Tuduetso Sabure

Personal information
- Born: 16 June 1982 (age 44)

Chess career
- Country: Botswana
- Title: Woman Grandmaster (2005)
- Peak rating: 2075 (July 2004)

= Tuduetso Sabure =

Botswana chess player (born 1982)

Tuduetso Sabure (born 16 June 1982) is a Botswana chess player. She received the FIDE title of Woman Grandmaster (WGM) in 2005.

==Biography==
In 2005, in Lusaka won African Women's Chess Championship and won the right to participate in the Women's World Chess Championship. In 2006 Tuduetso Sabure participated in the Women's World Chess Championship, held by knock-out system, and in the first round lost to Humpy Koneru. In 2007, in Windhoek, she ranked 7th in the African Women's Chess Championship. In 2007, she played for Botswana in the All-Africa Games chess tournament, which ranked 4th in the team ranking, and World Women's Team Chess Championship. In 2017, in Cairo, she ranked 17th in African Women's Chess Championship.

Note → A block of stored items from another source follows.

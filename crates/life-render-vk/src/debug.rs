// SPDX-License-Identifier: CEPL-1.0
//! Validation-layer messages, routed into `tracing`.

use anyhow::Result;
use ash::ext::debug_utils;
use ash::{vk, Entry, Instance};
use std::ffi::CStr;
use tracing::{error, info, trace, warn};

pub struct DebugMessenger {
    loader: debug_utils::Instance,
    messenger: vk::DebugUtilsMessengerEXT,
}

impl DebugMessenger {
    pub unsafe fn new(entry: &Entry, instance: &Instance) -> Result<Self> {
        let loader = debug_utils::Instance::new(entry, instance);
        let ci = messenger_info();
        let messenger = unsafe { loader.create_debug_utils_messenger(&ci, None)? };
        Ok(Self { loader, messenger })
    }

    /// Must run before the instance is destroyed.
    pub unsafe fn destroy(&mut self) {
        unsafe {
            self.loader
                .destroy_debug_utils_messenger(self.messenger, None)
        };
        self.messenger = vk::DebugUtilsMessengerEXT::null();
    }
}

pub fn messenger_info() -> vk::DebugUtilsMessengerCreateInfoEXT<'static> {
    vk::DebugUtilsMessengerCreateInfoEXT {
        s_type: vk::StructureType::DEBUG_UTILS_MESSENGER_CREATE_INFO_EXT,
        // Everything; EnvFilter decides what is printed.
        message_severity: vk::DebugUtilsMessageSeverityFlagsEXT::VERBOSE
            | vk::DebugUtilsMessageSeverityFlagsEXT::INFO
            | vk::DebugUtilsMessageSeverityFlagsEXT::WARNING
            | vk::DebugUtilsMessageSeverityFlagsEXT::ERROR,
        message_type: vk::DebugUtilsMessageTypeFlagsEXT::GENERAL
            | vk::DebugUtilsMessageTypeFlagsEXT::VALIDATION
            | vk::DebugUtilsMessageTypeFlagsEXT::PERFORMANCE,
        pfn_user_callback: Some(debug_callback),
        ..Default::default()
    }
}

/// Most specific category first.
pub fn category(types: vk::DebugUtilsMessageTypeFlagsEXT) -> &'static str {
    if types.contains(vk::DebugUtilsMessageTypeFlagsEXT::VALIDATION) {
        "validation"
    } else if types.contains(vk::DebugUtilsMessageTypeFlagsEXT::PERFORMANCE) {
        "performance"
    } else {
        "general"
    }
}

unsafe extern "system" fn debug_callback(
    severity: vk::DebugUtilsMessageSeverityFlagsEXT,
    types: vk::DebugUtilsMessageTypeFlagsEXT,
    data: *const vk::DebugUtilsMessengerCallbackDataEXT<'_>,
    _user: *mut std::os::raw::c_void,
) -> vk::Bool32 {
    if data.is_null() {
        return vk::FALSE;
    }
    let p_message = unsafe { (*data).p_message };
    if p_message.is_null() {
        return vk::FALSE;
    }
    let msg = unsafe { CStr::from_ptr(p_message) }.to_string_lossy();
    let cat = category(types);

    if severity.contains(vk::DebugUtilsMessageSeverityFlagsEXT::ERROR) {
        error!("[vulkan/{cat}] {msg}");
    } else if severity.contains(vk::DebugUtilsMessageSeverityFlagsEXT::WARNING) {
        warn!("[vulkan/{cat}] {msg}");
    } else if severity.contains(vk::DebugUtilsMessageSeverityFlagsEXT::INFO) {
        info!("[vulkan/{cat}] {msg}");
    } else {
        trace!("[vulkan/{cat}] {msg}");
    }
    vk::FALSE
}

#[cfg(test)]
mod tests {
    use super::*;

    #[test]
    fn validation_wins_over_general() {
        let t = vk::DebugUtilsMessageTypeFlagsEXT::GENERAL
            | vk::DebugUtilsMessageTypeFlagsEXT::VALIDATION;
        assert_eq!(category(t), "validation");
        assert_eq!(
            category(vk::DebugUtilsMessageTypeFlagsEXT::PERFORMANCE),
            "performance"
        );
        assert_eq!(category(vk::DebugUtilsMessageTypeFlagsEXT::GENERAL), "general");
    }

    #[test]
    fn messenger_listens_to_every_severity() {
        let ci = messenger_info();
        assert!(ci
            .message_severity
            .contains(vk::DebugUtilsMessageSeverityFlagsEXT::VERBOSE));
        assert!(ci
            .message_severity
            .contains(vk::DebugUtilsMessageSeverityFlagsEXT::INFO));
        assert!(ci
            .message_severity
            .contains(vk::DebugUtilsMessageSeverityFlagsEXT::WARNING));
        assert!(ci
            .message_severity
            .contains(vk::DebugUtilsMessageSeverityFlagsEXT::ERROR));
        assert!(ci.pfn_user_callback.is_some());
    }
}
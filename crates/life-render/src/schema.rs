// SPDX-License-Identifier: CEPL-1.0
//! One binary layout per GPU-visible entity.
//!
//! The arena sizes buffers from `size_of::<T>()` and the pipeline builds its
//! vertex-input state from [`GpuLayout::LAYOUT`], so both read the same
//! description. Bump [`SCHEMA_VERSION`] whenever a field moves.

use bytemuck::{Pod, Zeroable};
use std::mem::{offset_of, size_of};

pub const SCHEMA_VERSION: u32 = 1;

#[derive(Clone, Copy, Debug, PartialEq, Eq)]
pub enum AttributeFormat {
    /// Two 32-bit floats.
    Vec2F32,
    /// One 32-bit unsigned integer.
    U32,
}

impl AttributeFormat {
    pub const fn size(self) -> u32 {
        match self {
            AttributeFormat::Vec2F32 => 8,
            AttributeFormat::U32 => 4,
        }
    }
}

#[derive(Clone, Copy, Debug, PartialEq, Eq)]
pub enum InputRate {
    Vertex,
    Instance,
}

#[derive(Clone, Copy, Debug, PartialEq, Eq)]
pub struct Attribute {
    pub location: u32,
    pub offset: u32,
    pub format: AttributeFormat,
}

#[derive(Clone, Copy, Debug, PartialEq, Eq)]
pub struct VertexLayout {
    pub binding: u32,
    pub stride: u32,
    pub rate: InputRate,
    pub attributes: &'static [Attribute],
}

/// A `Pod` record that is fed to the vertex stage.
pub trait GpuLayout: Pod {
    const LAYOUT: VertexLayout;
}

/// One corner of the unit quad drawn per cell.
#[repr(C)]
#[derive(Clone, Copy, Debug, Default, PartialEq, Pod, Zeroable)]
pub struct Vertex {
    pub corner: [f32; 2],
}

impl GpuLayout for Vertex {
    const LAYOUT: VertexLayout = VertexLayout {
        binding: 0,
        stride: size_of::<Vertex>() as u32,
        rate: InputRate::Vertex,
        attributes: &[Attribute {
            location: 0,
            offset: offset_of!(Vertex, corner) as u32,
            format: AttributeFormat::Vec2F32,
        }],
    };
}

/// Two triangles covering `[0, 1]²`.
pub const QUAD: [Vertex; 6] = [
    Vertex { corner: [0.0, 0.0] },
    Vertex { corner: [0.0, 1.0] },
    Vertex { corner: [1.0, 0.0] },
    Vertex { corner: [0.0, 1.0] },
    Vertex { corner: [1.0, 1.0] },
    Vertex { corner: [1.0, 0.0] },
];

/// One grid cell, drawn as an instance of [`QUAD`].
#[repr(C)]
#[derive(Clone, Copy, Debug, Default, PartialEq, Pod, Zeroable)]
pub struct Cell {
    pub pos: [f32; 2],
    /// 0 = dead, anything else = alive.
    pub alive: u32,
}

impl GpuLayout for Cell {
    const LAYOUT: VertexLayout = VertexLayout {
        binding: 1,
        stride: size_of::<Cell>() as u32,
        rate: InputRate::Instance,
        attributes: &[
            Attribute {
                location: 1,
                offset: offset_of!(Cell, pos) as u32,
                format: AttributeFormat::Vec2F32,
            },
            Attribute {
                location: 2,
                offset: offset_of!(Cell, alive) as u32,
                format: AttributeFormat::U32,
            },
        ],
    };
}

/// std140 view of the camera: `vec2 center; float zoom;`.
#[repr(C)]
#[derive(Clone, Copy, Debug, Default, PartialEq, Pod, Zeroable)]
pub struct CameraUniform {
    pub center: [f32; 2],
    pub zoom: f32,
}

pub const CAMERA_UNIFORM_SIZE: u64 = size_of::<CameraUniform>() as u64;

/// Bindings in the order the pipeline declares them.
pub const VERTEX_LAYOUTS: [VertexLayout; 2] = [Vertex::LAYOUT, Cell::LAYOUT];

#[cfg(test)]
mod tests {
    use super::*;

    #[test]
    fn strides_match_rust_layout() {
        assert_eq!(Vertex::LAYOUT.stride, 8);
        assert_eq!(Cell::LAYOUT.stride, 12);
        assert_eq!(CAMERA_UNIFORM_SIZE, 12);
    }

    #[test]
    fn attributes_fit_inside_stride() {
        for layout in VERTEX_LAYOUTS {
            for attr in layout.attributes {
                assert!(attr.offset + attr.format.size() <= layout.stride);
            }
        }
    }

    #[test]
    fn locations_are_unique_across_bindings() {
        let mut locs: Vec<u32> = VERTEX_LAYOUTS
            .iter()
            .flat_map(|l| l.attributes.iter().map(|a| a.location))
            .collect();
        locs.sort_unstable();
        locs.dedup();
        assert_eq!(locs, vec![0, 1, 2]);
    }

    #[test]
    fn cell_alive_follows_position() {
        assert_eq!(Cell::LAYOUT.attributes[1].offset, 8);
        assert_eq!(Cell::LAYOUT.rate, InputRate::Instance);
    }

    #[test]
    fn quad_covers_unit_square() {
        let bytes: &[u8] = bytemuck::cast_slice(&QUAD);
        assert_eq!(bytes.len(), 6 * 8);
        assert!(QUAD.iter().all(|v| v.corner.iter().all(|c| *c == 0.0 || *c == 1.0)));
    }
}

Tuduetso Sabure played for Botswana in the Women's Chess Olympiads:
- In 1998, at third board in the 33rd Chess Olympiad (women) in Elista (+5, =0, -7),
- In 2000, at first reserve board in the 34th Chess Olympiad (women) in Istanbul (+4, =2, -2),
- In 2004, at second board in the 36th Chess Olympiad (women) in Calvià (+5, =0, -5),
- In 2010, at first board in the 39th Chess Olympiad (women) in Khanty-Mansiysk (+4, =1, -4).